Kabur ke Banten, Dua Terduga Begal Maut Warga Pelalawan Ditangkap Polisi

Kabur-ke-Banten-Dua-Terduga-Begal-Maut-Warga-Pelalawan-Ditangkap-Polisi.jpg
Dua terduga begal maut di Pelalawan berhasil ditangkap polisi setelah kabur ke Pulau Jawa. (Dok. Polres Pelalawan)

RIAU ONLINE, PELALAWAN - Upaya pelarian dua terduga pelaku begal maut yang menewaskan seorang warga Desa Pangkalan Panduk, Kecamatan Kerumutan, akhirnya berakhir. 

Tim dari Satuan Reserse Kriminal (Satreskrim) Polres Pelalawan menangkap keduanya di Kabupaten Pandeglang, Provinsi Banten, setelah melakukan pengejaran hingga lintas Provinsi.

Penangkapan kedua tersangka kasus perampokan berdarah yang sempat menggemparkan masyarakat Pelalawan. Setelah beraksi, keduanya diduga melarikan diri ke Pulau Jawa untuk menghindari kejaran aparat kepolisian.

Informasi penangkapan itu mulai ramai diperbincangkan publik setelah sejumlah video beredar di media sosial. 

Dalam rekaman tersebut, tampak dua pria berkepala plontos dengan pengawalan ketat personel Satreskrim Polres Pelalawan saat tiba di Bandara Sultan Syarif Kasim (SSK) II Pekanbaru, Selasa, 9 Juni 2026.

Kedua tersangka digiring oleh anggota Unit I dan Tim Opsnal Satreskrim Polres Pelalawan dari area kedatangan bandara menuju kendaraan yang telah disiapkan untuk proses hukum lebih lanjut.


Berdasarkan informasi yang berkembang, kedua pelaku diduga sempat melakukan perlawanan saat proses pengembangan sehingga petugas mengambil tindakan tegas dan terukur dengan melumpuhkan mereka di bagian kaki. 

Namun demikian, informasi tersebut masih menunggu konfirmasi resmi dari pihak kepolisian.

Kasus ini bermula saat peristiwa tragis yang terjadi pada Jumat, 29 Mei 2027 di areal perkebunan kelapa sawit Desa Pangkalan Panduk, Kecamatan Kerumutan. 

Saat itu, kakak beradik Zulfan Hulu (20) dan Zelvin Hulu (19) diduga menjadi korban aksi perampokan yang disertai kekerasan brutal.
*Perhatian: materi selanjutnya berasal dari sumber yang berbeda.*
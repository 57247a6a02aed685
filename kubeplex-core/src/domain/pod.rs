//! Pod domain types
//!
//! A deliberately small slice of `core/v1 Pod`. Fields Kubeplex never inspects
//! are either dropped on read or, for volumes and mounts, carried through as
//! opaque JSON so a copied entry is submitted exactly as it was received.

use serde::{Deserialize, Serialize};
use serde_json::{Map, Value};
use std::collections::BTreeMap;

/// Kubernetes Pod
#[derive(Debug, Clone, Default, PartialEq, Serialize, Deserialize)]
#[serde(rename_all = "camelCase")]
pub struct Pod {
    #[serde(default, skip_serializing_if = "Option::is_none")]
    pub api_version: Option<String>,
    #[serde(default, skip_serializing_if = "Option::is_none")]
    pub kind: Option<String>,
    #[serde(default)]
    pub metadata: ObjectMeta,
    #[serde(default, skip_serializing_if = "Option::is_none")]
    pub spec: Option<PodSpec>,
    #[serde(default, skip_serializing_if = "Option::is_none")]
    pub status: Option<PodStatus>,
}

impl Pod {
    /// Name assigned by the API server, or the requested name
    pub fn name(&self) -> Option<&str> {
        self.metadata.name.as_deref()
    }

    /// Reported phase, if the pod has a status yet
    pub fn phase(&self) -> Option<PodPhase> {
        self.status.as_ref().and_then(|s| s.phase)
    }

    /// First container of the pod spec
    pub fn primary_container(&self) -> Option<&Container> {
        self.spec.as_ref().and_then(|s| s.containers.first())
    }

    /// Looks up a metadata label
    pub fn label(&self, key: &str) -> Option<&str> {
        self.metadata.labels.get(key).map(String::as_str)
    }
}

#[derive(Debug, Clone, Default, PartialEq, Serialize, Deserialize)]
#[serde(rename_all = "camelCase")]
pub struct ObjectMeta {
    #[serde(default, skip_serializing_if = "Option::is_none")]
    pub name: Option<String>,
    #[serde(default, skip_serializing_if = "Option::is_none")]
    pub generate_name: Option<String>,
    #[serde(default, skip_serializing_if = "Option::is_none")]
    pub namespace: Option<String>,
    #[serde(default, skip_serializing_if = "BTreeMap::is_empty")]
    pub labels: BTreeMap<String, String>,
}

#[derive(Debug, Clone, Default, PartialEq, Serialize, Deserialize)]
#[serde(rename_all = "camelCase")]
pub struct PodSpec {
    #[serde(default)]
    pub containers: Vec<Container>,
    #[serde(default, skip_serializing_if = "Vec::is_empty")]
    pub volumes: Vec<Volume>,
    #[serde(default, skip_serializing_if = "Option::is_none")]
    pub restart_policy: Option<RestartPolicy>,
    #[serde(default, skip_serializing_if = "BTreeMap::is_empty")]
    pub node_selector: BTreeMap<String, String>,
}

#[derive(Debug, Clone, Default, PartialEq, Serialize, Deserialize)]
#[serde(rename_all = "camelCase")]
pub struct Container {
    pub name: String,
    #[serde(default, skip_serializing_if = "Option::is_none")]
    pub image: Option<String>,
    #[serde(default, skip_serializing_if = "Vec::is_empty")]
    pub command: Vec<String>,
    #[serde(default, skip_serializing_if = "Vec::is_empty")]
    pub env: Vec<EnvVar>,
    #[serde(default, skip_serializing_if = "Option::is_none")]
    pub working_dir: Option<String>,
    #[serde(default, skip_serializing_if = "Vec::is_empty")]
    pub volume_mounts: Vec<VolumeMount>,
}

/// Environment variable, either a literal value or a `valueFrom` reference
#[derive(Debug, Clone, PartialEq, Serialize, Deserialize)]
#[serde(rename_all = "camelCase")]
pub struct EnvVar {
    pub name: String,
    #[serde(default, skip_serializing_if = "Option::is_none")]
    pub value: Option<String>,
    #[serde(default, skip_serializing_if = "Option::is_none")]
    pub value_from: Option<Value>,
}

#[derive(Debug, Clone, PartialEq, Serialize, Deserialize)]
#[serde(rename_all = "camelCase")]
pub struct VolumeMount {
    pub name: String,
    pub mount_path: String,
    #[serde(default, skip_serializing_if = "Option::is_none")]
    pub read_only: Option<bool>,
    #[serde(default, skip_serializing_if = "Option::is_none")]
    pub sub_path: Option<String>,
    /// Remaining mount options (`mountPropagation`, `subPathExpr`, ...)
    #[serde(flatten)]
    pub extra: Map<String, Value>,
}

/// Pod volume
///
/// Only the name is typed; the volume source (`hostPath`,
/// `persistentVolumeClaim`, `nfs`, ...) is kept verbatim.
#[derive(Debug, Clone, PartialEq, Serialize, Deserialize)]
pub struct Volume {
    pub name: String,
    #[serde(flatten)]
    pub source: Map<String, Value>,
}

#[derive(Debug, Clone, Copy, PartialEq, Eq, Serialize, Deserialize)]
pub enum RestartPolicy {
    Always,
    OnFailure,
    Never,
}

#[derive(Debug, Clone, Default, PartialEq, Serialize, Deserialize)]
#[serde(rename_all = "camelCase")]
pub struct PodStatus {
    #[serde(default, skip_serializing_if = "Option::is_none")]
    pub phase: Option<PodPhase>,
    #[serde(default, skip_serializing_if = "Option::is_none")]
    pub reason: Option<String>,
    #[serde(default, skip_serializing_if = "Option::is_none")]
    pub message: Option<String>,
}

/// Pod lifecycle phase as reported by the API server
///
/// Phases added by future API versions deserialize as `Unknown`.
#[derive(Debug, Clone, Copy, PartialEq, Eq, Serialize, Deserialize)]
pub enum PodPhase {
    Pending,
    Running,
    Succeeded,
    Failed,
    #[serde(other)]
    Unknown,
}

impl PodPhase {
    pub fn as_str(&self) -> &'static str {
        match self {
            Self::Pending => "Pending",
            Self::Running => "Running",
            Self::Succeeded => "Succeeded",
            Self::Failed => "Failed",
            Self::Unknown => "Unknown",
        }
    }
}

impl std::fmt::Display for PodPhase {
    fn fmt(&self, f: &mut std::fmt::Formatter<'_>) -> std::fmt::Result {
        write!(f, "{}", self.as_str())
    }
}

#[cfg(test)]
mod tests {
    use super::*;
    use serde_json::json;

    #[test]
    fn test_unrecognised_phase_is_unknown() {
        let status: PodStatus = serde_json::from_value(json!({ "phase": "Evicted" })).unwrap();
        assert_eq!(status.phase, Some(PodPhase::Unknown));

        let status: PodStatus = serde_json::from_value(json!({ "phase": "Running" })).unwrap();
        assert_eq!(status.phase, Some(PodPhase::Running));
    }

    #[test]
    fn test_volume_source_is_preserved() {
        let raw = json!({
            "name": "media",
            "persistentVolumeClaim": { "claimName": "plex-media", "readOnly": true }
        });

        let volume: Volume = serde_json::from_value(raw.clone()).unwrap();
        assert_eq!(volume.name, "media");
        assert!(volume.source.contains_key("persistentVolumeClaim"));
        assert_eq!(serde_json::to_value(&volume).unwrap(), raw);
    }

    #[test]
    fn test_pod_from_api_response() {
        let pod: Pod = serde_json::from_value(json!({
            "apiVersion": "v1",
            "kind": "Pod",
            "metadata": {
                "name": "plex-0",
                "namespace": "media",
                "labels": { "app": "plex" },
                "creationTimestamp": "2024-05-01T10:00:00Z",
                "uid": "ignored"
            },
            "spec": {
                "containers": [{
                    "name": "plex",
                    "image": "plexinc/pms-docker:1.40",
                    "env": [
                        { "name": "TZ", "value": "UTC" },
                        { "name": "POD_IP", "valueFrom": { "fieldRef": { "fieldPath": "status.podIP" } } }
                    ],
                    "volumeMounts": [
                        { "name": "data", "mountPath": "/data", "mountPropagation": "HostToContainer" }
                    ],
                    "ports": [{ "containerPort": 32400 }]
                }],
                "volumes": [{ "name": "data", "hostPath": { "path": "/srv/data" } }]
            },
            "status": { "phase": "Running" }
        }))
        .unwrap();

        assert_eq!(pod.name(), Some("plex-0"));
        assert_eq!(pod.label("app"), Some("plex"));
        assert_eq!(pod.phase(), Some(PodPhase::Running));
        // Server-managed metadata is not carried over
        assert_eq!(
            serde_json::to_value(&pod.metadata).unwrap(),
            json!({ "name": "plex-0", "namespace": "media", "labels": { "app": "plex" } })
        );

        let container = pod.primary_container().unwrap();
        assert_eq!(container.env.len(), 2);
        assert!(container.env[1].value_from.is_some());
        assert_eq!(
            container.volume_mounts[0].extra.get("mountPropagation"),
            Some(&json!("HostToContainer"))
        );
    }

    #[test]
    fn test_serialization_omits_empty_fields() {
        let pod = Pod {
            metadata: ObjectMeta {
                generate_name: Some("plex-transcoder-".to_string()),
                ..Default::default()
            },
            spec: Some(PodSpec {
                containers: vec![Container {
                    name: "plex".to_string(),
                    ..Default::default()
                }],
                restart_policy: Some(RestartPolicy::Never),
                ..Default::default()
            }),
            ..Default::default()
        };

        let value = serde_json::to_value(&pod).unwrap();
        assert_eq!(
            value,
            json!({
                "metadata": { "generateName": "plex-transcoder-" },
                "spec": {
                    "containers": [{ "name": "plex" }],
                    "restartPolicy": "Never"
                }
            })
        );
    }
}
//! Transcoder argument rewriting
//!
//! The media server hands the transcoder callback URLs on its loopback
//! address. A worker pod cannot reach the server's loopback, so those URLs
//! are pointed at the server's cluster-internal address before the command
//! is forwarded.

use std::ffi::OsString;

/// Loopback address the media server uses in callback URLs
pub const LOOPBACK_ADDRESS: &str = "http://127.0.0.1:32400";

/// Flags whose value is a URL back to the media server
const CALLBACK_FLAGS: &[&str] = &["-progressurl", "-manifest_name", "-segment_list"];

/// Flags whose value is a log level
const LOG_LEVEL_FLAGS: &[&str] = &["-loglevel", "-loglevel_plex"];

const FORCED_LOG_LEVEL: &str = "debug";

/// Rewrites the value following each known flag in place
///
/// # Arguments
/// * `args` - Full argument vector, argument zero included
/// * `internal_address` - Replacement for [`LOOPBACK_ADDRESS`]
pub fn rewrite_args(args: &mut [String], internal_address: &str) {
    for i in 0..args.len() {
        let flag = args[i].as_str();
        let is_callback = CALLBACK_FLAGS.contains(&flag);
        let is_log_level = LOG_LEVEL_FLAGS.contains(&flag);

        let Some(value) = args.get_mut(i + 1) else {
            continue;
        };

        if is_callback {
            *value = value.replacen(LOOPBACK_ADDRESS, internal_address, 1);
        } else if is_log_level {
            *value = FORCED_LOG_LEVEL.to_string();
        }
    }
}

/// Collects the process arguments, rejecting any that are not UTF-8
///
/// The worker command is sent to the API server as JSON strings, so an
/// argument that cannot be represented exactly is an error rather than
/// being replaced lossily.
pub fn collect_args<I>(args: I) -> anyhow::Result<Vec<String>>
where
    I: IntoIterator<Item = OsString>,
{
    args.into_iter()
        .enumerate()
        .map(|(i, arg)| {
            arg.into_string()
                .map_err(|arg| anyhow::anyhow!("argument {} is not valid UTF-8: {:?}", i, arg))
        })
        .collect()
}
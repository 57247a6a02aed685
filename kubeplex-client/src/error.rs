//! Error types for the Kubernetes client

use thiserror::Error;

/// Result type alias for client operations
pub type Result<T> = std::result::Result<T, ClientError>;

/// Errors that can occur when talking to the Kubernetes API
#[derive(Debug, Error)]
pub enum ClientError {
    /// HTTP request failed (connection, TLS, timeout)
    #[error("HTTP request failed: {0}")]
    RequestFailed(#[from] reqwest::Error),

    /// API returned an error status code
    #[error("API error (status {status}): {message}")]
    ApiError {
        /// HTTP status code
        status: u16,
        /// Message from the API server's `Status` object, or the raw body
        message: String,
    },

    /// Failed to parse response
    #[error("Failed to parse response: {0}")]
    ParseError(String),

    /// Resource not found
    #[error("Resource not found: {0}")]
    NotFound(String),

    /// Cluster connection settings could not be loaded
    #[error("Invalid cluster configuration: {0}")]
    Config(String),
}

impl ClientError {
    /// Create an API error from status code and message
    pub fn api_error(status: u16, message: impl Into<String>) -> Self {
        Self::ApiError {
            status,
            message: message.into(),
        }
    }

    /// Check if this error is a "not found" error
    pub fn is_not_found(&self) -> bool {
        matches!(self, Self::NotFound(_)) || matches!(self, Self::ApiError { status: 404, .. })
    }
}

#[cfg(test)]
mod tests {
    use super::*;

    #[test]
    fn test_not_found_classification() {
        assert!(ClientError::NotFound("pods \"plex-0\" not found".to_string()).is_not_found());
        assert!(ClientError::api_error(404, "gone").is_not_found());
        assert!(!ClientError::api_error(403, "pods is forbidden").is_not_found());
    }

    #[test]
    fn test_error_display() {
        let err = ClientError::api_error(409, "already exists");
        assert_eq!(err.to_string(), "API error (status 409): already exists");
    }
}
Akibat serangan tersebut, Zulfan Hulu mengalami luka berat dan meninggal dunia, sementara adiknya berhasil selamat meski mengalami trauma mendalam. 

Selain melakukan penganiayaan, para pelaku juga diduga membawa kabur sepeda motor milik korban.

Kapolres Pelalawan AKBP John Louis Letedara membenarkan penangkapan dua tersangka yang diduga terlibat dalam kasus tersebut. Namun, ia belum bersedia membeberkan detail identitas pelaku maupun kronologi lengkap penangkapan.

"Nanti diekspos. Tunggu ya," singkat AKBP John Louis Letedara.